Cloud: The timing of our app is sensitive: If network cards in your computers turn on power saving that might appear as a disconnect to us.

[elkement learns what she never wanted to know about various power saving settings. To no avail.]

Cloud: What about your bandwidth?… Well, that’s really slow. If all people in the office are using that connection we can totally understand why our app sees your users disappearing.

[elkement on a warpath: Tracking down each application eating bandwidth. Learning what she never wanted to know about tuning the background apps, tracking down processes.]

elkement: Cloud, I’ve throttled everything. I am the only person using Clients’ computers late at night, and I still encounter these issues.

Cloud: Upgrade the internet connection! Our protocol might choke on a hardly noticeable outage.

[elkement has to agree. The late-night tests were done over a remote connections; so measurement may impact results, as in quantum physics.]

Client: Telco, we buy more internet!

[Telco installs more internet, elkement measures speed. Yeah, fast!]

Client: Nothing has changed, Clouds still kicks us out every few minutes.

elkement: Cloud, I need to badger you again….

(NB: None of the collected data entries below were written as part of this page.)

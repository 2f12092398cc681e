//! Per-message routing policy: filters, fan-out, weighted round robin and
//! flow-control admission.

use async_trait::async_trait;
use std::sync::Arc;
use tracing::debug;

use crate::binding::Binding;
use crate::collaborators::{PagingManager, Router};
use crate::data_plane::delivery;
use crate::error::PostOfficeError;
use crate::message::{MessageReference, ServerMessage};
use crate::observability::events;
use crate::routing::address_manager::AddressManager;

const COMPONENT: &str = "router";

/// Outcome of one filter pass over an address's binding set.
#[derive(Default)]
pub(crate) struct BindingSelection {
    pub(crate) fanout: Vec<Arc<Binding>>,
    pub(crate) round_robin: Option<Arc<Binding>>,
}

impl BindingSelection {
    /// Single pass: every accepting fan-out binding is kept, and among the
    /// accepting non-fanout bindings the one with the strictly lowest routing
    /// count wins. Ties keep the earliest candidate.
    pub(crate) fn select(bindings: &[Arc<Binding>], message: &ServerMessage) -> Self {
        let mut selection = Self::default();
        let mut lowest_routings: Option<u64> = None;

        for binding in bindings.iter().filter(|binding| binding.accepts(message)) {
            if binding.is_fanout() {
                selection.fanout.push(binding.clone());
                continue;
            }

            let routings = binding.routings();
            if lowest_routings.map_or(true, |lowest| routings < lowest) {
                lowest_routings = Some(routings);
                selection.round_robin = Some(binding.clone());
            }
        }

        selection
    }
}

/// Resolves a message into the references it should produce.
pub(crate) struct MessageRouter<'a> {
    address_manager: &'a dyn AddressManager,
    paging_manager: &'a dyn PagingManager,
    check_allowable_addresses: bool,
}

impl<'a> MessageRouter<'a> {
    pub(crate) fn new(
        address_manager: &'a dyn AddressManager,
        paging_manager: &'a dyn PagingManager,
        check_allowable_addresses: bool,
    ) -> Self {
        Self {
            address_manager,
            paging_manager,
            check_allowable_addresses,
        }
    }

    /// Returns the references to deliver, or none when nothing matched or
    /// flow control refused the aggregate cost.
    pub(crate) async fn route(
        &self,
        message: &Arc<ServerMessage>,
    ) -> Result<Vec<MessageReference>, PostOfficeError> {
        let address = message.address();
        let paging_store = self.paging_manager.page_store(address).await?;

        if self.check_allowable_addresses && !self.address_manager.contains_destination(address) {
            debug!(
                event = events::ROUTE_UNKNOWN_ADDRESS,
                component = COMPONENT,
                address = address.as_str(),
                msg_id = message.message_id(),
                "refusing to route to unknown address"
            );
            return Err(PostOfficeError::AddressDoesNotExist(address.clone()));
        }

        let Some(bindings) = self.address_manager.bindings_for(address) else {
            debug!(
                event = events::ROUTE_NO_BINDINGS,
                component = COMPONENT,
                address = address.as_str(),
                msg_id = message.message_id(),
                "no bindings registered for address"
            );
            return Ok(Vec::new());
        };

        let selection = BindingSelection::select(&bindings, message);

        let mut references: Vec<MessageReference> = selection
            .fanout
            .iter()
            .map(|binding| MessageReference::new(message.clone(), binding.queue().clone()))
            .collect();

        if let Some(binding) = selection.round_robin {
            references.push(MessageReference::new(
                message.clone(),
                binding.queue().clone(),
            ));
            binding.increment_routings();
        }

        if references.is_empty() {
            debug!(
                event = events::ROUTE_NO_MATCH,
                component = COMPONENT,
                address = address.as_str(),
                msg_id = message.message_id(),
                "no binding accepted message"
            );
            return Ok(references);
        }

        let reference_cost: usize = references
            .iter()
            .map(MessageReference::memory_estimate)
            .sum();
        let cost = message.memory_estimate() + reference_cost;

        if !paging_store.add_size(cost).await? {
            debug!(
                event = events::ROUTE_REJECTED_BY_FLOW_CONTROL,
                component = COMPONENT,
                address = address.as_str(),
                msg_id = message.message_id(),
                cost,
                references = references.len(),
                "flow control refused message; dropping references"
            );
            return Ok(Vec::new());
        }

        debug!(
            event = events::ROUTE_OK,
            component = COMPONENT,
            address = address.as_str(),
            msg_id = message.message_id(),
            references = references.len(),
            "message routed"
        );
        Ok(references)
    }
}

/// Owned routing handle for work that outlives a borrow of the post office,
/// such as the expiry scanner re-routing expired messages.
pub(crate) struct DirectoryRouter {
    address_manager: Arc<dyn AddressManager>,
    paging_manager: Arc<dyn PagingManager>,
    check_allowable_addresses: bool,
}

impl DirectoryRouter {
    pub(crate) fn new(
        address_manager: Arc<dyn AddressManager>,
        paging_manager: Arc<dyn PagingManager>,
        check_allowable_addresses: bool,
    ) -> Self {
        Self {
            address_manager,
            paging_manager,
            check_allowable_addresses,
        }
    }
}

#[async_trait]
impl Router for DirectoryRouter {
    async fn route_and_deliver(
        &self,
        message: Arc<ServerMessage>,
    ) -> Result<usize, PostOfficeError> {
        let references = MessageRouter::new(
            self.address_manager.as_ref(),
            self.paging_manager.as_ref(),
            self.check_allowable_addresses,
        )
        .route(&message)
        .await?;
        let delivered = references.len();
        delivery::deliver(references);
        Ok(delivered)
    }
}

#[cfg(test)]
mod tests {
    use super::{BindingSelection, DirectoryRouter, MessageRouter};
    use crate::address::Address;
    use crate::binding::Binding;
    use crate::collaborators::{PagingManager, Router};
    use crate::error::PostOfficeError;
    use crate::message::{Filter, ServerMessage};
    use crate::routing::address_manager::AddressManager;
    use crate::routing::simple_address_manager::SimpleAddressManager;
    use crate::test_support::{binding, filtered_binding, TestPagingManager, TestQueue};
    use std::sync::Arc;

    fn names(selection: &BindingSelection) -> (Vec<String>, Option<String>) {
        (
            selection
                .fanout
                .iter()
                .map(|b| b.queue_name().to_string())
                .collect(),
            selection
                .round_robin
                .as_ref()
                .map(|b| b.queue_name().to_string()),
        )
    }

    #[test]
    fn lowest_counter_wins_and_ties_keep_first_seen() {
        let bindings: Vec<Arc<Binding>> = vec![
            binding("orders", "a", false),
            binding("orders", "b", false),
            binding("orders", "c", false),
        ];
        bindings[0].increment_routings();
        let message = ServerMessage::new(1, "orders");

        let (_, winner) = names(&BindingSelection::select(&bindings, &message));

        assert_eq!(winner.as_deref(), Some("b"));
    }

    #[test]
    fn fanout_bindings_ignore_counters() {
        let bindings: Vec<Arc<Binding>> = vec![
            binding("orders", "fan-1", true),
            binding("orders", "rr", false),
            binding("orders", "fan-2", true),
        ];
        bindings[0].increment_routings();
        let message = ServerMessage::new(1, "orders");

        let (fanout, winner) = names(&BindingSelection::select(&bindings, &message));

        assert_eq!(fanout, vec!["fan-1", "fan-2"]);
        assert_eq!(winner.as_deref(), Some("rr"));
    }

    #[test]
    fn filters_exclude_bindings_from_both_policies() {
        let eu_only: Arc<dyn Filter> =
            Arc::new(|message: &ServerMessage| message.property("region") == Some("eu"));
        let bindings: Vec<Arc<Binding>> = vec![
            filtered_binding("orders", "eu-fan", true, eu_only.clone()),
            filtered_binding("orders", "eu-rr", false, eu_only),
            binding("orders", "any-rr", false),
        ];
        bindings[2].increment_routings();

        let (fanout, winner) = names(&BindingSelection::select(
            &bindings,
            &ServerMessage::new(1, "orders").with_property("region", "us"),
        ));

        assert!(fanout.is_empty());
        assert_eq!(winner.as_deref(), Some("any-rr"));
    }

    #[tokio::test]
    async fn route_increments_only_the_winner() {
        let manager = SimpleAddressManager::new();
        let paging = TestPagingManager::unbounded();
        for name in ["a", "b", "c"] {
            manager.register_binding(binding("orders", name, false)).unwrap();
        }
        let router = MessageRouter::new(&manager, &paging, false);
        let message = Arc::new(ServerMessage::new(1, "orders"));

        for _ in 0..4 {
            assert_eq!(router.route(&message).await.unwrap().len(), 1);
        }

        let counts: Vec<u64> = ["a", "b", "c"]
            .iter()
            .map(|name| manager.binding(name).unwrap().routings())
            .collect();
        assert_eq!(counts, vec![2, 1, 1]);
    }

    #[tokio::test]
    async fn unknown_address_fails_when_enforced() {
        let manager = SimpleAddressManager::new();
        let paging = TestPagingManager::unbounded();
        manager.register_binding(binding("orders", "q1", false)).unwrap();
        let router = MessageRouter::new(&manager, &paging, true);

        let result = router.route(&Arc::new(ServerMessage::new(1, "orders"))).await;

        assert_eq!(
            result.unwrap_err(),
            PostOfficeError::AddressDoesNotExist(Address::from("orders"))
        );
        assert_eq!(manager.binding("q1").unwrap().routings(), 0);
        assert!(paging.has_page_store(&Address::from("orders")));
    }

    #[tokio::test]
    async fn rejected_admission_yields_no_references() {
        let manager = SimpleAddressManager::new();
        let paging = TestPagingManager::with_budget(10);
        manager.register_binding(binding("orders", "q1", true)).unwrap();
        manager.register_binding(binding("orders", "q2", false)).unwrap();
        let router = MessageRouter::new(&manager, &paging, false);

        let references = router
            .route(&Arc::new(ServerMessage::new(1, "orders")))
            .await
            .unwrap();

        assert!(references.is_empty());
        assert_eq!(paging.charged(&Address::from("orders")), 0);
    }

    #[tokio::test]
    async fn admission_is_charged_once_for_the_aggregate_cost() {
        let manager = SimpleAddressManager::new();
        let paging = TestPagingManager::unbounded();
        manager.register_binding(binding("orders", "f1", true)).unwrap();
        manager.register_binding(binding("orders", "f2", true)).unwrap();
        manager.register_binding(binding("orders", "rr", false)).unwrap();
        let router = MessageRouter::new(&manager, &paging, false);
        let message = Arc::new(ServerMessage::new(1, "orders").with_body(vec![1u8; 100]));

        let references = router.route(&message).await.unwrap();

        let expected: usize = message.memory_estimate()
            + references.iter().map(|r| r.memory_estimate()).sum::<usize>();
        assert_eq!(references.len(), 3);
        assert_eq!(paging.charged(&Address::from("orders")), expected);
        assert_eq!(paging.admissions(&Address::from("orders")), 1);
    }

    #[tokio::test]
    async fn address_without_bindings_routes_nowhere() {
        let manager = SimpleAddressManager::new();
        let paging = TestPagingManager::unbounded();
        manager.add_destination(&Address::from("orders"));
        let router = MessageRouter::new(&manager, &paging, true);

        let references = router
            .route(&Arc::new(ServerMessage::new(1, "orders")))
            .await
            .unwrap();

        assert!(references.is_empty());
        assert_eq!(paging.admissions(&Address::from("orders")), 0);
    }

    #[tokio::test]
    async fn directory_router_delivers_what_it_routes() {
        let manager = Arc::new(SimpleAddressManager::new());
        let queue = Arc::new(TestQueue::new("dead-letters"));
        manager
            .register_binding(Arc::new(Binding::new(
                Address::from("expired"),
                queue.clone(),
                false,
            )))
            .unwrap();
        let router = DirectoryRouter::new(
            manager,
            Arc::new(TestPagingManager::unbounded()),
            false,
        );

        let delivered = router
            .route_and_deliver(Arc::new(ServerMessage::new(9, "expired")))
            .await
            .unwrap();

        assert_eq!(delivered, 1);
        assert_eq!(queue.appended.lock().unwrap().len(), 1);
    }
}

Cloud: Check the power saving settings of your firewalls, switches, routers. Again, you are the only one reporting such problems.

[The router is a blackbox operated by Telco]

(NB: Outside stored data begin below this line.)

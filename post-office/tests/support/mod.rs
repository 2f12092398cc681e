/********************************************************************************
 * Copyright (c) 2026 Contributors to the Eclipse Foundation
 *
 * See the NOTICE file(s) distributed with this work for additional
 * information regarding copyright ownership.
 *
 * This program and the accompanying materials are made available under the
 * terms of the Apache License Version 2.0 which is available at
 * https://www.apache.org/licenses/LICENSE-2.0
 *
 * SPDX-License-Identifier: Apache-2.0
 ********************************************************************************/


use integration_test_utils::InMemoryBroker;
use post_office::{Address, NewBinding, PostOffice, PostOfficeConfig, ServerMessage};
use std::sync::Arc;

/// Config with the expiry scanner off so tests control every scan.
pub(crate) fn quiet_config() -> PostOfficeConfig {
    PostOfficeConfig {
        message_expiry_scan_period_ms: 0,
        ..Default::default()
    }
}

pub(crate) async fn make_started_post_office(
    name: &str,
    config: PostOfficeConfig,
    broker: &InMemoryBroker,
) -> PostOffice {
    let post_office = PostOffice::new(name, config, broker.collaborators())
        .expect("post office creation should succeed");
    post_office
        .start()
        .await
        .expect("post office start should succeed");
    post_office
}

pub(crate) async fn assert_add_binding_ok(post_office: &PostOffice, binding: NewBinding) {
    assert!(post_office.add_binding(binding).await.is_ok());
}

/// Routes and delivers one message, returning how many references it made.
pub(crate) async fn send(post_office: &PostOffice, message_id: u64, address: &str) -> usize {
    let message = Arc::new(ServerMessage::new(message_id, address));
    let references = post_office
        .route(&message)
        .await
        .expect("routing should succeed");
    let count = references.len();
    post_office.deliver(references);
    count
}

#[allow(dead_code)]
pub(crate) fn queue_names(post_office: &PostOffice, address: &str) -> Vec<String> {
    post_office
        .bindings_for_address(&Address::from(address))
        .iter()
        .map(|binding| binding.queue_name().to_string())
        .collect()
}
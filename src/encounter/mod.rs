//! Stage ladders and procedurally generated encounters.
//!
//! The main ladder runs 1-400. The tower runs 1-200 and reuses the main-ladder
//! formulas offset by 200 stages, so tower floors are always late-game fights.

mod data;
mod generation;
mod types;

pub use data::{archetype_for, band_archetypes, Archetype, EPITHETS};
pub use generation::{
    base_enemy_stats, boss_skill_for_stage, enemy_count, generate_encounter,
    generate_encounter_with_rng, generate_for, generate_tower_encounter, recommended_level,
    BOSS_SKILL_ROTATION,
};
pub use types::{BossSkill, BossTier, EncounterDefinition, EncounterEnemy, Ladder};
//! Shared balance formulas used by member progression and encounter generation.
//!
//! Curves live here so leveling and encounter rewards follow the same
//! banded accumulation pattern.

use super::constants::*;

/// XP needed to promote out of `level` (pre-promotion level).
///
/// Linear in level with the per-level coefficient stepping up at 10, 30, 50 and 100.
/// Level 0 is treated as level 1.
pub fn required_experience(level: u32) -> u64 {
    let level = level.max(1);
    let coefficient = XP_CURVE_BANDS
        .iter()
        .find(|(upper, _)| level < *upper)
        .map(|(_, coefficient)| *coefficient)
        .unwrap_or(XP_CURVE_FINAL_COEFFICIENT);
    coefficient * level as u64
}

/// Cumulative XP to climb from level 1 to `target_level`.
pub fn total_experience_for_level(target_level: u32) -> u64 {
    (1..target_level).map(required_experience).sum()
}

/// EXP granted per enemy on a main-ladder stage.
///
/// Accumulates per-stage increments over the 100/200/300 bands.
pub fn stage_experience_reward(stage: u32) -> u64 {
    let stage = stage as u64;
    let mut reward = STAGE_EXP_BASE;
    for (band, per_stage) in STAGE_EXP_PER_STAGE.iter().enumerate() {
        let band_start = band as u64 * 100;
        let in_band = if band + 1 == STAGE_EXP_PER_STAGE.len() {
            stage.saturating_sub(band_start)
        } else {
            stage.saturating_sub(band_start).min(100)
        };
        reward += in_band * per_stage;
    }
    reward
}

/// Scales a stat and floors it, never returning less than 1.
pub fn scale_stat(value: u32, multiplier: f64) -> u32 {
    ((value as f64 * multiplier).floor() as u32).max(1)
}

#[cfg(test)]
mod tests {
    use super::*;

    #[test]
    fn test_required_experience_first_level() {
        assert_eq!(required_experience(1), 100);
        assert_eq!(required_experience(9), 900);
    }

    #[test]
    fn test_required_experience_breakpoints() {
        assert_eq!(required_experience(10), 1_500);
        assert_eq!(required_experience(29), 4_350);
        assert_eq!(required_experience(30), 6_000);
        assert_eq!(required_experience(50), 15_000);
        assert_eq!(required_experience(99), 29_700);
        assert_eq!(required_experience(100), 50_000);
    }

    #[test]
    fn test_required_experience_strictly_increasing() {
        for level in 1..1_000 {
            assert!(
                required_experience(level + 1) > required_experience(level),
                "curve flattened at level {}",
                level
            );
        }
    }

    #[test]
    fn test_required_experience_level_zero_clamped() {
        assert_eq!(required_experience(0), required_experience(1));
    }

    #[test]
    fn test_total_experience_for_level() {
        assert_eq!(total_experience_for_level(1), 0);
        assert_eq!(total_experience_for_level(2), 100);
        assert_eq!(total_experience_for_level(4), 100 + 200 + 300);
    }

    #[test]
    fn test_stage_experience_reward_bands() {
        assert_eq!(stage_experience_reward(1), 25);
        assert_eq!(stage_experience_reward(100), 520);
        assert_eq!(stage_experience_reward(200), 1_320);
        assert_eq!(stage_experience_reward(300), 2_520);
        assert_eq!(stage_experience_reward(400), 4_520);
    }

    #[test]
    fn test_stage_experience_reward_monotonic() {
        for stage in 1..600 {
            assert!(stage_experience_reward(stage + 1) > stage_experience_reward(stage));
        }
    }

    #[test]
    fn test_scale_stat_floors_at_one() {
        assert_eq!(scale_stat(10, 1.3), 13);
        assert_eq!(scale_stat(1, 0.5), 1);
        assert_eq!(scale_stat(0, 2.0), 1);
        assert_eq!(scale_stat(99, 0.9), 89);
    }
}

elkement: Telco, does the router use any power saving features? Could you turn that off?

Telco: No we don’t use any power saving at all.

[elkement dreams up conspiracy theories: Sometimes performance seems to degrade after business hours. Cloud running backup jobs? Telco’s lines clogged by private users streaming movies? But sometimes it’s working well even in the location with the crappiest internet connection.]

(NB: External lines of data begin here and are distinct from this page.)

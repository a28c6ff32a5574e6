//! Balance constants, shared formulas and the engine error type.

pub mod balance;
pub mod constants;
pub mod error;

pub use error::{EngineError, EngineResult};
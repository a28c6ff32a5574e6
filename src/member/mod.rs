//! Collectible members: rarity tiers, individual variation, leveling and evolution.
//!
//! A member is created once with rolled IVs and talent, then only changes through
//! [`apply_experience`] and [`evolve_member`].

pub mod evolution;
pub mod leveling;
pub mod rarity;
pub mod types;
pub mod variation;

pub use evolution::{can_evolve, evolve, evolve_member};
pub use leveling::{
    apply_experience, apply_experience_bounded, experience_to_next_level, level_up_gains,
    LevelUpEvent, LevelingOutcome, LevelingStatus,
};
pub use rarity::{Rarity, RarityProfile};
pub use types::{IvOffsets, Member, SkillLoadout, StatGains, Stats, Variation};
pub use variation::{apply_variation, generate_variation, talent_growth_multiplier};
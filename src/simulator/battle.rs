//! Minimal turn-based battle used by the simulator.
//!
//! Every round each living combatant acts once in descending speed order; the
//! party wins speed ties. Attacks always hit the first living opponent.

use rand::Rng;

use crate::combat::damage::{apply_damage, apply_heal, resolve_damage};
use crate::combat::skills::Skill;
use crate::core::balance::scale_stat;
use crate::encounter::{BossSkill, EncounterDefinition};
use crate::member::{Member, Stats};

#[derive(Debug, Clone, Copy, PartialEq, Eq)]
enum Side {
    Party,
    Enemy,
}

#[derive(Debug, Clone)]
struct Combatant {
    side: Side,
    stats: Stats,
    boss_skill: Option<BossSkill>,
    skill_used: bool,
}

/// Result of one battle.
#[derive(Debug, Clone, Copy, PartialEq, Eq)]
pub struct BattleOutcome {
    pub won: bool,
    pub rounds: u32,
    pub party_hp_left: u32,
}

fn first_living(combatants: &[Combatant], side: Side) -> Option<usize> {
    combatants
        .iter()
        .position(|c| c.side == side && c.stats.is_alive())
}

fn side_alive(combatants: &[Combatant], side: Side) -> bool {
    first_living(combatants, side).is_some()
}

/// Uses the boss skill if its trigger is met. Returns true when the turn was spent.
fn try_boss_skill(combatants: &mut [Combatant], actor: usize) -> bool {
    let Some(boss_skill) = combatants[actor].boss_skill else {
        return false;
    };
    if combatants[actor].skill_used {
        return false;
    }

    match boss_skill.skill {
        Skill::Heal => {
            let stats = &mut combatants[actor].stats;
            if stats.hp * 2 >= stats.max_hp {
                return false;
            }
            stats.hp = apply_heal(stats.hp, stats.max_hp, boss_skill.power);
        }
        Skill::Revive => {
            let fallen = combatants
                .iter()
                .position(|c| c.side == Side::Enemy && !c.stats.is_alive());
            let Some(target) = fallen else {
                return false;
            };
            let stats = &mut combatants[target].stats;
            stats.hp = apply_heal(0, stats.max_hp, boss_skill.power).max(1);
        }
        _ => {
            let stats = &mut combatants[actor].stats;
            stats.attack = scale_stat(stats.attack, 1.0 + boss_skill.power);
        }
    }

    combatants[actor].skill_used = true;
    true
}

/// Fights `encounter` with the party at its current HP. Members are not modified.
pub fn fight(
    party: &[Member],
    encounter: &EncounterDefinition,
    max_rounds: u32,
    rng: &mut impl Rng,
) -> BattleOutcome {
    let mut combatants: Vec<Combatant> = party
        .iter()
        .map(|m| Combatant {
            side: Side::Party,
            stats: m.stats,
            boss_skill: None,
            skill_used: false,
        })
        .chain(encounter.enemies.iter().map(|e| Combatant {
            side: Side::Enemy,
            stats: Stats {
                hp: e.hp,
                max_hp: e.max_hp,
                attack: e.attack,
                defense: e.defense,
                speed: e.speed,
            },
            boss_skill: e.boss_skill,
            skill_used: false,
        }))
        .collect();

    // Stable sort keeps the party ahead of enemies on equal speed
    let mut order: Vec<usize> = (0..combatants.len()).collect();
    order.sort_by(|&a, &b| combatants[b].stats.speed.cmp(&combatants[a].stats.speed));

    let mut rounds = 0;
    while rounds < max_rounds
        && side_alive(&combatants, Side::Party)
        && side_alive(&combatants, Side::Enemy)
    {
        rounds += 1;
        for &actor in &order {
            if !combatants[actor].stats.is_alive() {
                continue;
            }
            let side = combatants[actor].side;
            if side == Side::Enemy && try_boss_skill(&mut combatants, actor) {
                continue;
            }

            let opponent = match side {
                Side::Party => Side::Enemy,
                Side::Enemy => Side::Party,
            };
            let Some(target) = first_living(&combatants, opponent) else {
                break;
            };
            let damage = resolve_damage(
                combatants[actor].stats.attack,
                combatants[target].stats.defense,
                rng,
            );
            let target_stats = &mut combatants[target].stats;
            target_stats.hp = apply_damage(target_stats.hp, damage);
        }
    }

    let party_hp_left = combatants
        .iter()
        .filter(|c| c.side == Side::Party)
        .map(|c| c.stats.hp)
        .sum();

    BattleOutcome {
        won: !side_alive(&combatants, Side::Enemy) && side_alive(&combatants, Side::Party),
        rounds,
        party_hp_left,
    }
}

elkement: Telco, we see this weird issue. It’s either Cloud, Client’s infrastructure, or anything in between, e.g. you. Any known issues?

Telco: No, but [proposal of test that would be difficult to do]. Or send us a Wireshark trace.

elkement: … which is what I planned to do anyway…

[elkement on a warpath 2: Sniffing, tracing every process. Turning off all background stuff. Looking at every packet in the trace. Getting to the level where there are no other packets in between the stream of messages between Client’s computers and Cloud’s servers.]

elkement: Cloud, I tracked it down. This is not a timeout. Look at the trace: Server and client communicating nicely, textbook three-way handshake, server says FIN! And no other packet in the way!

Cloud: Try to connect to a specific server of us.

elkement: No – erratic as ever. Sometimes we are logged off, sometimes it works with crappy internet. Note that Client could work during vacation last summer with supper shaky wireless connections.

[Lots of small changes and tests by elkement and Cloud. No solution yet, but the collaboration is seamless. No politics and finger-pointing who to blame – just work. The thing that keeps you happy as a netadmin / sysadmin in stressful times.]

elkement: Client, there is another interface which has less features. I am going to test it…

[elkement: Conspiracy theory about protocols. More night-time testing].

elkement: Client, Other Interface has the same problems.

[elkement on a warpath 3: Testing again with all possible combinations of computers, clients, locations, internet connections. Suddenly a pattern emerges…]

elkement: I see something!! Cloud, I believe it’s user-dependent. Users X and Y are logged off all the time while A and B aren’t.

[elkement scratches head: Why was this so difficult to see? Tests were not that unambiguous until now!]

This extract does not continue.